“Air pollution is among the top 10 risk factors that affect public health in nearly all countries worldwide, and may be even more harmful to public health in cities,” said Associate Professor Susan Anenberg, PhD.
Landmark Initiative to Integrate Public Health, Air Quality into Urban Climate Efforts Worldwide
WASHINGTON, D.C. (Nov. 4, 2019) – Researchers at the George Washington University are launching a first-of-its-kind, two-component project to develop tools that will help cities worldwide decide what strategies are best to improve air quality and public health. The three-year effort is supported by a total of $1.2 million in grants from the Wellcome Trust and Clean Air Fund.
Led by Susan Anenberg, PhD, an associate professor of environmental and occupational health at Milken Institute School of Public Health, the researchers will develop and test an air quality model that estimates health impacts from fine particular matter. This model will then be integrated into a toolkit called Pathways, developed by C40 Cities Climate Leadership Group, which cities are already using to plan climate action strategies. With local partners, Anenberg and her team will test the tool with regard to air quality and health benefits associated with climate actions taken in these pilot cities.
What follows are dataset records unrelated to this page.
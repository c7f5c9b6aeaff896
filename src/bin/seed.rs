use restaurant_forum::{
    config::{AppConfig, normalize_email},
    db::{DbPool, create_pool, run_migrations},
    models::{ROLE_ADMIN, ROLE_USER},
    services::auth_service::hash_password,
};
use uuid::Uuid;

#[tokio::main]
async fn main() -> anyhow::Result<()> {
    dotenvy::dotenv().ok();
    let config = AppConfig::from_env()?;

    let pool = create_pool(&config.database_url).await?;
    run_migrations(&pool).await?;

    let root_id = ensure_user(&pool, "root", &config.root_admin_email, "12345678", ROLE_ADMIN).await?;
    let user1_id = ensure_user(&pool, "user1", "user1@example.com", "12345678", ROLE_USER).await?;
    let user2_id = ensure_user(&pool, "user2", "user2@example.com", "12345678", ROLE_USER).await?;
    seed_restaurants(&pool).await?;

    println!("Seed completed. Root ID: {root_id}, user1 ID: {user1_id}, user2 ID: {user2_id}");
    Ok(())
}

async fn ensure_user(
    pool: &DbPool,
    name: &str,
    email: &str,
    password: &str,
    role: &str,
) -> anyhow::Result<Uuid> {
    let email = normalize_email(email);
    let password_hash = hash_password(password)?;

    let (user_id,): (Uuid,) = sqlx::query_as(
        r#"
        INSERT INTO users (id, name, email, password_hash, role)
        VALUES ($1, $2, $3, $4, $5)
        ON CONFLICT (email) DO UPDATE SET role = EXCLUDED.role
        RETURNING id
        "#,
    )
    .bind(Uuid::new_v4())
    .bind(name)
    .bind(&email)
    .bind(password_hash)
    .bind(role)
    .fetch_one(pool)
    .await?;

    println!("Ensured user {email} (role={role})");
    Ok(user_id)
}

async fn seed_restaurants(pool: &DbPool) -> anyhow::Result<()> {
    let (existing,): (i64,) = sqlx::query_as("SELECT COUNT(*) FROM restaurants")
        .fetch_one(pool)
        .await?;
    if existing > 0 {
        println!("Restaurants already seeded");
        return Ok(());
    }

    let restaurants = [
        ("Din Tai Fung", "(02) 2321-8928", "No. 194, Xinyi Rd. Sec. 2, Taipei", "10:00 - 21:00", "Soup dumplings and noodles"),
        ("Fu Hang Soy Milk", "(02) 2392-2175", "No. 108, Zhongxiao E. Rd. Sec. 1, Taipei", "05:30 - 12:30", "Breakfast with thick flatbread"),
        ("Raohe Pepper Buns", "(02) 2727-1133", "No. 249, Raohe St., Taipei", "15:00 - 23:30", "Baked pepper pork buns"),
        ("Yongkang Beef Noodles", "(02) 2351-1051", "No. 17, Ln. 31, Jinshan S. Rd. Sec. 2, Taipei", "11:00 - 21:00", "Braised beef noodle soup"),
        ("Chun Shui Tang", "(04) 2229-7991", "No. 30, Siwei St., Taichung", "08:00 - 22:00", "Bubble tea teahouse"),
    ];

    for (name, tel, address, opening_hours, description) in restaurants {
        sqlx::query(
            r#"
            INSERT INTO restaurants (id, name, tel, address, opening_hours, description)
            VALUES ($1, $2, $3, $4, $5, $6)
            "#,
        )
        .bind(Uuid::new_v4())
        .bind(name)
        .bind(tel)
        .bind(address)
        .bind(opening_hours)
        .bind(description)
        .execute(pool)
        .await?;
    }

    println!("Seeded restaurants");
    Ok(())
}
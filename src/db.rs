use anyhow::Result;
use sea_orm::{DatabaseConnection, SqlxPostgresConnector};
use sqlx::postgres::PgPoolOptions;

pub type DbPool = sqlx::PgPool;
pub type OrmConn = DatabaseConnection;

/// Create the sqlx pool shared by raw queries and the ORM.
pub async fn create_pool(database_url: &str) -> Result<DbPool> {
    let pool = PgPoolOptions::new()
        .max_connections(10)
        .connect(database_url)
        .await?;
    Ok(pool)
}

/// Wrap an existing pool in a SeaORM connection.
pub fn create_orm_conn(pool: &DbPool) -> OrmConn {
    SqlxPostgresConnector::from_sqlx_postgres_pool(pool.clone())
}

/// Apply the SQL files in `migrations/`. Already applied versions are skipped.
pub async fn run_migrations(pool: &DbPool) -> Result<()> {
    sqlx::migrate!("./migrations").run(pool).await?;
    Ok(())
}
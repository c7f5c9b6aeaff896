use sea_orm::entity::prelude::*;

#[derive(Clone, Debug, PartialEq, DeriveEntityModel)]
#[sea_orm(table_name = "restaurants")]
pub struct Model {
    #[sea_orm(primary_key, auto_increment = false)]
    pub id: Uuid,
    pub name: String,
    pub tel: String,
    pub address: String,
    pub opening_hours: String,
    pub description: Option<String>,
    pub image: Option<String>,
    pub created_at: DateTimeWithTimeZone,
    pub updated_at: DateTimeWithTimeZone,
}

#[derive(Copy, Clone, Debug, EnumIter, DeriveRelation)]
pub enum Relation {
    #[sea_orm(has_many = "super::favorites::Entity")]
    Favorites,
    #[sea_orm(has_many = "super::likes::Entity")]
    Likes,
    #[sea_orm(has_many = "super::comments::Entity")]
    Comments,
}

impl Related<super::favorites::Entity> for Entity {
    fn to() -> RelationDef {
        Relation::Favorites.def()
    }
}

impl Related<super::likes::Entity> for Entity {
    fn to() -> RelationDef {
        Relation::Likes.def()
    }
}

impl Related<super::comments::Entity> for Entity {
    fn to() -> RelationDef {
        Relation::Comments.def()
    }
}

impl ActiveModelBehavior for ActiveModel {}
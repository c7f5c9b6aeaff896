pub mod auth;
pub mod comments;
pub mod restaurants;
pub mod users;
use axum::Router;

use crate::state::AppState;

pub mod admin;
pub mod auth;
pub mod comments;
pub mod doc;
pub mod favorites;
pub mod follows;
pub mod health;
pub mod likes;
pub mod params;
pub mod restaurants;
pub mod users;

// Build the API router without binding state; it will be provided at the top level.
pub fn create_api_router() -> Router<AppState> {
    Router::new()
        .merge(auth::router())
        .nest("/restaurants", restaurants::router())
        .nest("/comments", comments::router())
        .nest("/users", users::router())
        .nest("/favorite", favorites::router())
        .nest("/like", likes::router())
        .nest("/following", follows::router())
        .nest("/admin", admin::router())
}
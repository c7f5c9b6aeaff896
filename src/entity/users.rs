use sea_orm::entity::prelude::*;

#[derive(Clone, Debug, PartialEq, DeriveEntityModel)]
#[sea_orm(table_name = "users")]
pub struct Model {
    #[sea_orm(primary_key, auto_increment = false)]
    pub id: Uuid,
    pub name: String,
    #[sea_orm(unique)]
    pub email: String,
    pub password_hash: String,
    pub role: String,
    pub image: Option<String>,
    pub created_at: DateTimeWithTimeZone,
    pub updated_at: DateTimeWithTimeZone,
}

#[derive(Copy, Clone, Debug, EnumIter, DeriveRelation)]
pub enum Relation {
    #[sea_orm(has_many = "super::favorites::Entity")]
    Favorites,
    #[sea_orm(has_many = "super::likes::Entity")]
    Likes,
    #[sea_orm(has_many = "super::comments::Entity")]
    Comments,
    #[sea_orm(has_many = "super::audit_logs::Entity")]
    AuditLogs,
}

impl Related<super::favorites::Entity> for Entity {
    fn to() -> RelationDef {
        Relation::Favorites.def()
    }
}

impl Related<super::likes::Entity> for Entity {
    fn to() -> RelationDef {
        Relation::Likes.def()
    }
}

impl Related<super::comments::Entity> for Entity {
    fn to() -> RelationDef {
        Relation::Comments.def()
    }
}

impl Related<super::audit_logs::Entity> for Entity {
    fn to() -> RelationDef {
        Relation::AuditLogs.def()
    }
}

impl ActiveModelBehavior for ActiveModel {}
The researchers will also assess how they can quantify additional health benefits using the tool, such as changes in ozone, nitrogen dioxide levels, physical activity, noise levels, or improved green space in the cities.
“Air pollution is among the top 10 risk factors that affect public health in nearly all countries worldwide, and may be even more harmful to public health in cities,” Anenberg said. “Our project advances the science and integration with policy decision-making that is needed to realize public health benefits from both climate mitigation and air quality improvements.”
At the end of the three years, the research team hopes to better understand the health benefits of greenhouse gas mitigation policies, which may spur greater climate action from policymakers in cities worldwide.
The landmark initiative is comprised of two components: The first, titled “Integrating Air Quality and Public Health into C40 Climate Action Planning,” is supported by a grant from the Clean Air Fund provided to GW through a contract by the C40 Cities Climate Leadership Group. The second, titled “Methods and tools to integrate air quality and health into urban climate action planning,” is supported by a from the Wellcome Trust. The research team includes C40 Cities, Boston University, University of Colorado – Boulder, EnviroMind LLC, and Orbis Air.
“This is the first large scale effort to incorporate air quality improvements and public health benefits into urban climate action planning around the world,” Anenberg said. “We are building a bridge between the scientific evidence on health benefits to the largest urban climate action planning initiative to date. We hope the knowledge gleaned from this project will be translated into solutions that can be used to clean the air, mitigate global warming and keep people and our planet healthier.”